Implementation:MaterializeInc Materialize Workload Replay Framework
| Knowledge Sources | |
|---|---|
| Domains | Testing, Benchmarking, Data Ingestion |
| Last Updated | 2026-02-08 00:00 GMT |
Overview
The Workload Replay Framework captures, anonymizes, and replays production-like workloads against Materialize for regression testing and performance benchmarking.
Description
This module provides an end-to-end system for workload replay testing in Materialize. It captures real workload patterns (queries, data ingestion, object creation) from production environments, generates synthetic data matching the original schema and statistical distribution using long-tail random generators, and replays the captured queries concurrently against a test Materialize instance. The framework supports multiple data source types including Kafka (with Avro serialization), PostgreSQL CDC, MySQL CDC, SQL Server CDC, and webhooks, with configurable scaling factors for data volume, ingestion rate, and query concurrency.
Usage
Use this framework when performing regression testing, performance benchmarking, or validating Materialize behavior under production-like workload conditions. It is invoked through the mzcompose test infrastructure and configured via captured workload YAML files.
Code Reference
Source Location
- Repository: MaterializeInc_Materialize
- Module: misc/python/materialize/workload_replay/
Key Files
- config.py - Configuration constants:
LOCATION,WORKLOAD_REPLAY_VERSION,SEED_RANGE, andcluster_replica_sizesmapping - column.py -
Columnclass for type-aware synthetic data generation across 20+ SQL types - data.py - Initial data creation functions:
create_initial_data_requiring_mz(),create_ingestions(),create_initial_data_external() - executor.py - Test orchestration:
test()andbenchmark()entry points coordinating objects, data, ingestion, and queries - ingest.py - Data ingestion via Kafka (Avro), PostgreSQL, MySQL, SQL Server, and webhook sources
- objects.py - DDL execution:
run_create_objects_part_1()(clusters, databases, schemas) andrun_create_objects_part_2()(sources, views, sinks) - stats.py - Statistics collection, Docker resource monitoring, matplotlib plotting, and version comparison
- util.py - Utility functions:
print_workload_stats(),resolve_tag(), long-tail distribution helpers - replay.py - Query replay:
continuous_queries(),run_query(), parameter conversion from$Nto%sformat
Signature
# executor.py - Main test entry point
def test(
c: Composition,
workload: dict[str, Any],
file: pathlib.Path,
factor_initial_data: float,
factor_ingestions: float,
factor_queries: float,
runtime: int,
verbose: bool,
create_objects: bool,
initial_data: bool,
early_initial_data: bool,
run_ingestions: bool,
run_queries: bool,
max_concurrent_queries: int,
) -> dict[str, Any]: ...
# column.py - Data generation
class Column:
def __init__(self, name: str, typ: str, nullable: bool, default: Any, data_shape: str | None): ...
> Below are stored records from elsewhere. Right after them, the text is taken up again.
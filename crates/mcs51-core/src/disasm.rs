//! Read-only disassembly mirroring the execute engine's opcode space.
//!
//! Decoding walks the same [`classify_opcode`] table the engine
//! dispatches on, so every opcode the engine handles renders here with
//! the same byte length; bytes outside the table render as a `.byte`
//! row flagged unimplemented.

use std::fmt;

use crate::bus::SystemBus;
use crate::encoding::{classify_opcode, Opcode};
use crate::memory::BIT_REGION_RAM_BASE;
use crate::symbols::SymbolTable;

/// One decoded instruction in textual form.
#[derive(Debug, Clone, PartialEq, Eq)]
#[cfg_attr(feature = "serde", derive(serde::Deserialize, serde::Serialize))]
pub struct DisassembledInstruction {
    /// Instruction mnemonic, or `.byte` for unimplemented encodings.
    pub mnemonic: String,
    /// Formatted operand text; empty when the form takes none.
    pub operands: String,
    /// Instruction length in bytes, opcode byte included.
    pub len_bytes: u8,
    /// `false` when the byte has no handler in the engine.
    pub is_implemented: bool,
}

impl fmt::Display for DisassembledInstruction {
    fn fmt(&self, f: &mut fmt::Formatter<'_>) -> fmt::Result {
        if self.operands.is_empty() {
            write!(f, "{}", self.mnemonic)
        } else {
            write!(f, "{} {}", self.mnemonic, self.operands)
        }
    }
}

/// Disassembles one instruction through an arbitrary program-byte
/// reader. The reader sees the exact addresses the engine would fetch.
#[must_use]
pub fn disassemble_with<F>(
    mut read: F,
    symbols: &SymbolTable,
    addr: u16,
) -> DisassembledInstruction
where
    F: FnMut(u16) -> u8,
{
    let opcode_byte = read(addr);
    let Some(opcode) = classify_opcode(opcode_byte) else {
        return DisassembledInstruction {
            mnemonic: ".byte".to_string(),
            operands: format!("${opcode_byte:02x} ; unimplemented"),
            len_bytes: 1,
            is_implemented: false,
        };
    };

    let first = read(addr.wrapping_add(1));
    let second = read(addr.wrapping_add(2));
    let past_two = addr.wrapping_add(2);

    let (mnemonic, operands) = match opcode {
        Opcode::Ljmp => {
            let target = u16::from_be_bytes([first, second]);
            ("ljmp", format!("${target:04x}"))
        }
        Opcode::AddDirect => ("add", format!("a, {}", direct_operand(symbols, first))),
        Opcode::MovAImm => ("mov", format!("a, #${first:02x}")),
        Opcode::MovDirectImm => (
            "mov",
            format!("{}, #${second:02x}", direct_operand(symbols, first)),
        ),
        Opcode::MovRegImm(index) => ("mov", format!("r{index}, #${first:02x}")),
        Opcode::Sjmp => ("sjmp", format!("${:04x}", relative_target(past_two, first))),
        Opcode::ClrBit => ("clr", bit_operand(symbols, first)),
        Opcode::SetbBit => ("setb", bit_operand(symbols, first)),
        Opcode::DjnzReg(index) => (
            "djnz",
            format!("r{index}, ${:04x}", relative_target(past_two, first)),
        ),
        Opcode::MovADirect => ("mov", format!("a, {}", direct_operand(symbols, first))),
        Opcode::MovAIndirect(pointer) => ("mov", format!("a, @r{pointer}")),
        Opcode::MovAReg(index) => ("mov", format!("a, r{index}")),
        Opcode::MovDirectA => ("mov", format!("{}, a", direct_operand(symbols, first))),
        Opcode::MovIndirectA(pointer) => ("mov", format!("@r{pointer}, a")),
        Opcode::MovRegA(index) => ("mov", format!("r{index}, a")),
    };

    DisassembledInstruction {
        mnemonic: mnemonic.to_string(),
        operands,
        len_bytes: opcode.length_bytes(),
        is_implemented: true,
    }
}

/// Disassembles one instruction by reading program bytes from the host
/// boundary. Core state is never touched.
pub fn disassemble(
    bus: &mut dyn SystemBus,
    symbols: &SymbolTable,
    addr: u16,
) -> DisassembledInstruction {
    disassemble_with(|byte_addr| bus.read_program_byte(byte_addr), symbols, addr)
}

#[allow(clippy::cast_possible_wrap)]
fn relative_target(past_instruction: u16, offset: u8) -> u16 {
    past_instruction.wrapping_add_signed(i16::from(offset as i8))
}

fn direct_operand(symbols: &SymbolTable, addr: u8) -> String {
    if addr >= 0x80 {
        if let Some(name) = symbols.sfr_name(addr) {
            return name.to_string();
        }
    }
    format!("${addr:02x}")
}

fn bit_operand(symbols: &SymbolTable, bit_addr: u8) -> String {
    let bit_pos = bit_addr & 0x7;
    if bit_addr < 0x80 {
        let byte_addr = BIT_REGION_RAM_BASE + ((bit_addr & 0x78) >> 3);
        return format!("${byte_addr:02x}.{bit_pos}");
    }
    if let Some(name) = symbols.bit_name(bit_addr) {
        return name.to_string();
    }
    let byte_addr = bit_addr & 0xF8;
    symbols.sfr_name(byte_addr).map_or_else(
        || format!("${byte_addr:02x}.{bit_pos}"),
        |name| format!("{name}.{bit_pos}"),
    )
}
def avro_type(self) -> str | list[str]: ...
def kafka_value(self, rng: random.Random) -> Any: ...
def value(self, rng: random.Random, in_query: bool = True) -> Any: ...
# replay.py - Query execution
def continuous_queries(c: Composition, ...) -> None: ...
def run_query(c: Composition, query: dict[str, Any], stats: dict[str, Any], verbose: bool, stop_event: threading.Event) -> None: ...
Import
from materialize.workload_replay.executor import test
from materialize.workload_replay.column import Column
from materialize.workload_replay.config import LOCATION, SEED_RANGE, cluster_replica_sizes
from materialize.workload_replay.data import create_initial_data_requiring_mz
from materialize.workload_replay.replay import continuous_queries
from materialize.workload_replay.stats import compare_table, docker_stats, plot_docker_stats_compare
from materialize.workload_replay.util import print_workload_stats, resolve_tag
I/O Contract
| Input | Type | Description |
|---|---|---|
| workload | dict[str, Any] |
Parsed YAML workload definition containing databases, schemas, tables, sources, queries |
| factor_initial_data | float |
Scaling factor for initial data volume (1.0 = original size) |
| factor_ingestions | float |
Scaling factor for continuous ingestion rate |
| factor_queries | float |
Scaling factor for query frequency |
| runtime | int |
Duration in seconds for the replay phase |
| Output | Type | Description |
|---|---|---|
| test result | dict[str, Any] |
Statistics dict with query counts, latencies, errors, Docker resource usage |
| plots | matplotlib files | Docker stats comparison plots saved to disk |
Usage Examples
# Running a workload replay test via executor
from materialize.workload_replay.executor import test
result = test(
c=composition,
workload=workload_dict,
file=pathlib.Path("workload.yml"),
factor_initial_data=0.1,
factor_ingestions=0.5,
factor_queries=1.0,
runtime=300,
verbose=True,
create_objects=True,
initial_data=True,
early_initial_data=False,
run_ingestions=True,
run_queries=True,
max_concurrent_queries=10,
)